§ What to do:
In the entries below, how many lines hold the word "ListSetsQuery"? Answer with the number only.

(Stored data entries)
··········

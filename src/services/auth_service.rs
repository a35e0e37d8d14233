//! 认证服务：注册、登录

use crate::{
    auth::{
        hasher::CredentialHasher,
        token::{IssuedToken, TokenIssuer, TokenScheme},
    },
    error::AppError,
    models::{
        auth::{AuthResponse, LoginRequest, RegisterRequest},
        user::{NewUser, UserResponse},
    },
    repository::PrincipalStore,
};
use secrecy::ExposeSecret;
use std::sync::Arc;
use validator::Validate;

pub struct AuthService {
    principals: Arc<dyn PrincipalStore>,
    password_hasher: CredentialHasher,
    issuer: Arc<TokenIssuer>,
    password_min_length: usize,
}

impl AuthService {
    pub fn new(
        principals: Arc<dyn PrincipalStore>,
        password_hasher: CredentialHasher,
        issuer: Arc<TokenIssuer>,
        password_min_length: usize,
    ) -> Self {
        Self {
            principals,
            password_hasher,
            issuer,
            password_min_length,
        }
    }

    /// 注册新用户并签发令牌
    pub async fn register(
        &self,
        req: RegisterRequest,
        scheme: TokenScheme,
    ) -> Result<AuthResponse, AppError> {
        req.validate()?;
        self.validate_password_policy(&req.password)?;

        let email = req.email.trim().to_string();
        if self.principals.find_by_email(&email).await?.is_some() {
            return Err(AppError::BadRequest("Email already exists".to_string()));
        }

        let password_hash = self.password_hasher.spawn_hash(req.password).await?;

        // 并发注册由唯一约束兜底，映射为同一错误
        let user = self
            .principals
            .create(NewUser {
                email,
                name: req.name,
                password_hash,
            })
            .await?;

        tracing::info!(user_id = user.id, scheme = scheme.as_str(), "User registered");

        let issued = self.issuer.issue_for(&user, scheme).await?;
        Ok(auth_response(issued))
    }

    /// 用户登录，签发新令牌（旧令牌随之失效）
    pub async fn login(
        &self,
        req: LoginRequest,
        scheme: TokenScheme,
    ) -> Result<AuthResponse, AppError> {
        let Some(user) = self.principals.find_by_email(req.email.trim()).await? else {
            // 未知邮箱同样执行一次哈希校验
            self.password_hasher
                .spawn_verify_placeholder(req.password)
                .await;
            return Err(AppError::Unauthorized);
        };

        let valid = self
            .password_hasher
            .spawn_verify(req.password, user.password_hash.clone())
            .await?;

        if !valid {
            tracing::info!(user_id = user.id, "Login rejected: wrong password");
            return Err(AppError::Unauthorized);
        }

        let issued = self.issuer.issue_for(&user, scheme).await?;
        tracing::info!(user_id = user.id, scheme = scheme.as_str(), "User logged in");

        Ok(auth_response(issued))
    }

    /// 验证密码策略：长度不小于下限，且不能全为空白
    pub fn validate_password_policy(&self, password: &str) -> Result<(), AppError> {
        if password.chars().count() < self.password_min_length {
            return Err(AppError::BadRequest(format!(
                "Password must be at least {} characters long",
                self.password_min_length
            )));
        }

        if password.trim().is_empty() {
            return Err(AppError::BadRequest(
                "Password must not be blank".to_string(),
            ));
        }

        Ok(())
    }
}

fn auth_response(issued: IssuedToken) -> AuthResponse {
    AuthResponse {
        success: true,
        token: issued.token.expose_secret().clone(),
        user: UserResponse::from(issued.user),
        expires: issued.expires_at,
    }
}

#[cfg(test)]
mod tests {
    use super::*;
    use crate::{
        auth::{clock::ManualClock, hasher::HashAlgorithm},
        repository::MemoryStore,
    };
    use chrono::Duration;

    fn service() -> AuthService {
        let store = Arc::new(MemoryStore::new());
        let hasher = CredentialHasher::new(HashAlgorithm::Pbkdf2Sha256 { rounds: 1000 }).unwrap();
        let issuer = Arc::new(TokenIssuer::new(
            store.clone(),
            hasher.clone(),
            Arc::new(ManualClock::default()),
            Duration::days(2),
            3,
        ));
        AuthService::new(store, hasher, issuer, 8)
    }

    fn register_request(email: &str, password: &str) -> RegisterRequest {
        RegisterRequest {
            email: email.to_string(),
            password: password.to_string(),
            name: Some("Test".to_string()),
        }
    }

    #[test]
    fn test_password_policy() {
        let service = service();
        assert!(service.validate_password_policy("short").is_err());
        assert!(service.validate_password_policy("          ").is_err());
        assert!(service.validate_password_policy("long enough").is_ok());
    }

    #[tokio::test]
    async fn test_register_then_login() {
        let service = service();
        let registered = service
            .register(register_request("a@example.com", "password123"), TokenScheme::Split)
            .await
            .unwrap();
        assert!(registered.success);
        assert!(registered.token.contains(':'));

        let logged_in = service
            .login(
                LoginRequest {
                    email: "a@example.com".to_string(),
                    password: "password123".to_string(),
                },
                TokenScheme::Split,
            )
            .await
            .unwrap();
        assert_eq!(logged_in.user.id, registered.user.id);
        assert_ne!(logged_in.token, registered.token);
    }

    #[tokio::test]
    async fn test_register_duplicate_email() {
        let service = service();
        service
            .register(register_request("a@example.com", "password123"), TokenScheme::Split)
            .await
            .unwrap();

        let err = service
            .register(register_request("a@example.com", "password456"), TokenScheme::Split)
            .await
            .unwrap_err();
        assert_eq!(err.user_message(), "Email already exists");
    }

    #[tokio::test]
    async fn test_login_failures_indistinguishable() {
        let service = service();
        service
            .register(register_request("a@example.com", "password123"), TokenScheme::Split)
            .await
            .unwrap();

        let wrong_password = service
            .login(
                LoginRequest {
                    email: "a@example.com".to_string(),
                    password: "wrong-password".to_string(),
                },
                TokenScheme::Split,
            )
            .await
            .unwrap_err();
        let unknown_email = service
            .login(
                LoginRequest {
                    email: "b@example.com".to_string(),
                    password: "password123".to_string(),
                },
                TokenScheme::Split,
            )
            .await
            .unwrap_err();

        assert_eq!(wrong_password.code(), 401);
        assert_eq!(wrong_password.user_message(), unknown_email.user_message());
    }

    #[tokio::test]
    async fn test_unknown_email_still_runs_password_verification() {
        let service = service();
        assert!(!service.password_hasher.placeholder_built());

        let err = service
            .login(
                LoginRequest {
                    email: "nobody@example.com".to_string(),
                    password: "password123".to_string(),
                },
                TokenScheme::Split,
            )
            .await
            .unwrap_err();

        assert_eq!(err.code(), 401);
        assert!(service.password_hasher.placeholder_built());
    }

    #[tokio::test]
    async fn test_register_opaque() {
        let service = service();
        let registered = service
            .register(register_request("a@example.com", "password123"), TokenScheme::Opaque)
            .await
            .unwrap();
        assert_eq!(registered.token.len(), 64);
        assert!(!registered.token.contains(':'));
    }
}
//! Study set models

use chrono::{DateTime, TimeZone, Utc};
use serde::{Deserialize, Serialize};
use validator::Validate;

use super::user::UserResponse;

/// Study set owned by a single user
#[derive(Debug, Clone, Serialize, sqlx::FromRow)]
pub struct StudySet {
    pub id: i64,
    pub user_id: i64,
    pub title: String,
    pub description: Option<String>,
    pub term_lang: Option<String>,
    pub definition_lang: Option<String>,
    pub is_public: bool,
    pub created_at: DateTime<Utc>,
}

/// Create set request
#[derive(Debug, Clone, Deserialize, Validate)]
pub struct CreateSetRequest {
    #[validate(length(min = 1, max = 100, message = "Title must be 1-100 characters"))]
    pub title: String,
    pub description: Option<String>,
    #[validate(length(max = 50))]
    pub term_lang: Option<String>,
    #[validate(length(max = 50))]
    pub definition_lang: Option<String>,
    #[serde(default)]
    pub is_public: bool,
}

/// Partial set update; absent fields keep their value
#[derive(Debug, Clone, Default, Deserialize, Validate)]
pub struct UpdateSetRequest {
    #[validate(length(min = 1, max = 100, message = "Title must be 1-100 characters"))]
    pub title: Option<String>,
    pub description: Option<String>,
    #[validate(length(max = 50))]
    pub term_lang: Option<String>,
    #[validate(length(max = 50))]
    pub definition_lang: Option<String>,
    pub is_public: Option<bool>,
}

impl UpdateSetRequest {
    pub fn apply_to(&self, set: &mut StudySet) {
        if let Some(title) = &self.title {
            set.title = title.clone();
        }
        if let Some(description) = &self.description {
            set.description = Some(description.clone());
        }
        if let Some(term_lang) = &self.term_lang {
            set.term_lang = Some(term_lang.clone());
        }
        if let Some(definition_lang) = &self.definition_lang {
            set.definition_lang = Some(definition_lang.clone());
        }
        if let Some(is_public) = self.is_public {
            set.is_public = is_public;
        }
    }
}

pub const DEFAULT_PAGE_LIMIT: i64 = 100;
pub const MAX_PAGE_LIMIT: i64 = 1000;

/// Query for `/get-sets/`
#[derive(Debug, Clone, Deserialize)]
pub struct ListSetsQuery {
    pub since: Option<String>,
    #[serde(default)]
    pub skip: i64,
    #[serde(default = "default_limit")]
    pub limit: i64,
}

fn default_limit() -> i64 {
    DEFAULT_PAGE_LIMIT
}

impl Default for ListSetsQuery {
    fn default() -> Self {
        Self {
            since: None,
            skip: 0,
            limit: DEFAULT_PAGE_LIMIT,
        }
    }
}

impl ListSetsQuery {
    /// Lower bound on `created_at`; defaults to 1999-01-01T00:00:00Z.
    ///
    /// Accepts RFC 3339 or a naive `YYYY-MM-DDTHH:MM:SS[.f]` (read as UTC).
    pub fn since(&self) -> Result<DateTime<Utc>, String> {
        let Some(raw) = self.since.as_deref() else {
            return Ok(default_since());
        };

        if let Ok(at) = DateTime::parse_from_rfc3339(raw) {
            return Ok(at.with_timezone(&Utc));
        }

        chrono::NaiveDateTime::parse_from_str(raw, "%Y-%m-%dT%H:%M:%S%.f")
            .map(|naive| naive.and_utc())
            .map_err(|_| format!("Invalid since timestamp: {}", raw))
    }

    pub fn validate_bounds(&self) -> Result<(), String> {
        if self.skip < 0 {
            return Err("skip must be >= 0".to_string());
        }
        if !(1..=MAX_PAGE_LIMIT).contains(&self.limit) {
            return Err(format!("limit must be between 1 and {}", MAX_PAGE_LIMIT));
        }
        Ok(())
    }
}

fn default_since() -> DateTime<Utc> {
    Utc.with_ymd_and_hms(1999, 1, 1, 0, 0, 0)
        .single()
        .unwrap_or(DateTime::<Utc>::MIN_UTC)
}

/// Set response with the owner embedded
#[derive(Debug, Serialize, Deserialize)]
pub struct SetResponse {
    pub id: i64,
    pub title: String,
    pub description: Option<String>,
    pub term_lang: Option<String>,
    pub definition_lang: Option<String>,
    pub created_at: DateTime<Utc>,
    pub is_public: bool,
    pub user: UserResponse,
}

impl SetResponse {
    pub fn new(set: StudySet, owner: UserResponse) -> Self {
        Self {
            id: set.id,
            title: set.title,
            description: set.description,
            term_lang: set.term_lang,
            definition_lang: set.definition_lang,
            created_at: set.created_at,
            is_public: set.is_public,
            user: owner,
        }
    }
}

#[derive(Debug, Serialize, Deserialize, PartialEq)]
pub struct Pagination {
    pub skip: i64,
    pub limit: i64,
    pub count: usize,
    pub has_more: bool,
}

··········

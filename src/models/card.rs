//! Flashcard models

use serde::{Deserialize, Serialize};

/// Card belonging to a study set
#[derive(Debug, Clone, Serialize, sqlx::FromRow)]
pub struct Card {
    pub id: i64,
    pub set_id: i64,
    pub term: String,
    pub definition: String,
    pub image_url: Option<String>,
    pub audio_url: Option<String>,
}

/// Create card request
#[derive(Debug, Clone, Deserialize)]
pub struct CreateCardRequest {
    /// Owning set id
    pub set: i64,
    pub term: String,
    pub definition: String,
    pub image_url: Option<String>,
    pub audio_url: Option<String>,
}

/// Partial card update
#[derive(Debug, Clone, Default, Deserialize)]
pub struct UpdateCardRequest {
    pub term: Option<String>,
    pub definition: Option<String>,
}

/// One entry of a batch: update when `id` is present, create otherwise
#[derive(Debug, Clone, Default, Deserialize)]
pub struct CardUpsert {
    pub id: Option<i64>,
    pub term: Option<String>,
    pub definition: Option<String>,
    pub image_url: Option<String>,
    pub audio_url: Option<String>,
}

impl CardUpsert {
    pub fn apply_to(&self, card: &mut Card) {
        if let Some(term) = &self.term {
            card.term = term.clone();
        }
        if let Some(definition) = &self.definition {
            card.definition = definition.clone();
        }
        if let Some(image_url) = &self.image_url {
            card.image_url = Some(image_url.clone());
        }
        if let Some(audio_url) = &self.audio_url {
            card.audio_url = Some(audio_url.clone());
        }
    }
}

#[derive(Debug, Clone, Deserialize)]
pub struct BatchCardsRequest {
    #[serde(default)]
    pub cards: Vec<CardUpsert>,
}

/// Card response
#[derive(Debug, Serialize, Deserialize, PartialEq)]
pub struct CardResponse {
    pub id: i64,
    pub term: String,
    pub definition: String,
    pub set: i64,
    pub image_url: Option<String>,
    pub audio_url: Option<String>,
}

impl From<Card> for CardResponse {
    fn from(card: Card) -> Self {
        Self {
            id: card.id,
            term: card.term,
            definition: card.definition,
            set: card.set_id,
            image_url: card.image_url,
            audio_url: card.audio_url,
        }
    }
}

··········

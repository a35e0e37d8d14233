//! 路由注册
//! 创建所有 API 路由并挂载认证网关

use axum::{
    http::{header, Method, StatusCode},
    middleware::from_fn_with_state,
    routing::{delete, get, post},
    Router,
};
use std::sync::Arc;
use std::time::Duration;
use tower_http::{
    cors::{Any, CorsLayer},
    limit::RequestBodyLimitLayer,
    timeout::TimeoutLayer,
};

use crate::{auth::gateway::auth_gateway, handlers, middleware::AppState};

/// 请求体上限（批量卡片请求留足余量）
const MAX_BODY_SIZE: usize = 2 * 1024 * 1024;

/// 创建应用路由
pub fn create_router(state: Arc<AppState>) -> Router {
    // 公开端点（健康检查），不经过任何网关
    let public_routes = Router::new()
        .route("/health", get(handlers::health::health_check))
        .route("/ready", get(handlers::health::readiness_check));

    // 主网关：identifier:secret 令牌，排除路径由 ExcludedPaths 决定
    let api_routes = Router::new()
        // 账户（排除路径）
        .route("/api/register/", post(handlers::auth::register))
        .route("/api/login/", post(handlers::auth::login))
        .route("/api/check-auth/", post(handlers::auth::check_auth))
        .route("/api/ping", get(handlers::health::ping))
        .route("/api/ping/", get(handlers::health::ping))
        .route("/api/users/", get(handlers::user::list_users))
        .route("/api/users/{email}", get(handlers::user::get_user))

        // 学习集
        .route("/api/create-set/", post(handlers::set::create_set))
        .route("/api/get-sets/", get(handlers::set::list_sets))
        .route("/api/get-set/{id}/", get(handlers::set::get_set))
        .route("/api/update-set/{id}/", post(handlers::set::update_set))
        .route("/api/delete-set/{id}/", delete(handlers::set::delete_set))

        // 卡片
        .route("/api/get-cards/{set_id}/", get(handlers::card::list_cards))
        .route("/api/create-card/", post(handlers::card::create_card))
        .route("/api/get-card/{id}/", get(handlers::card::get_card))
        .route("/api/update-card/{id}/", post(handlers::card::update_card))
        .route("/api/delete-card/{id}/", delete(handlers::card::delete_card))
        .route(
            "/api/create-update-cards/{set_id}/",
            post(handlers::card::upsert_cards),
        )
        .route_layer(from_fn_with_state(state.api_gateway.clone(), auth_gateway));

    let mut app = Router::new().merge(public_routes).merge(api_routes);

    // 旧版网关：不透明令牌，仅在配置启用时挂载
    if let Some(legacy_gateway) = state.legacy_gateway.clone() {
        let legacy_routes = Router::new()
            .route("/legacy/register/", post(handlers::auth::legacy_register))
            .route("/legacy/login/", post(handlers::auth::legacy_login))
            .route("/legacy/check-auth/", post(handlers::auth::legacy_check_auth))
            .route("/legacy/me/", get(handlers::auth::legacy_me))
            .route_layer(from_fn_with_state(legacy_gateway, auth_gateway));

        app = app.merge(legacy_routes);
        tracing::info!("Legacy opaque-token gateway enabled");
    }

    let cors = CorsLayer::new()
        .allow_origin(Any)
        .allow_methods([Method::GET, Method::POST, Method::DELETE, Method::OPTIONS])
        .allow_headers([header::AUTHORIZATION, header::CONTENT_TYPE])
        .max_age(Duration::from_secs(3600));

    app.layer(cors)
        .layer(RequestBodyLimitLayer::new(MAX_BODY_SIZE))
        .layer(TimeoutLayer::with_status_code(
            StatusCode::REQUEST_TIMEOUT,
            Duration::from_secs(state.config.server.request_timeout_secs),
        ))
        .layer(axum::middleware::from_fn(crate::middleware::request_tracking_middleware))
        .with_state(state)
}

··········

§ Solution:
3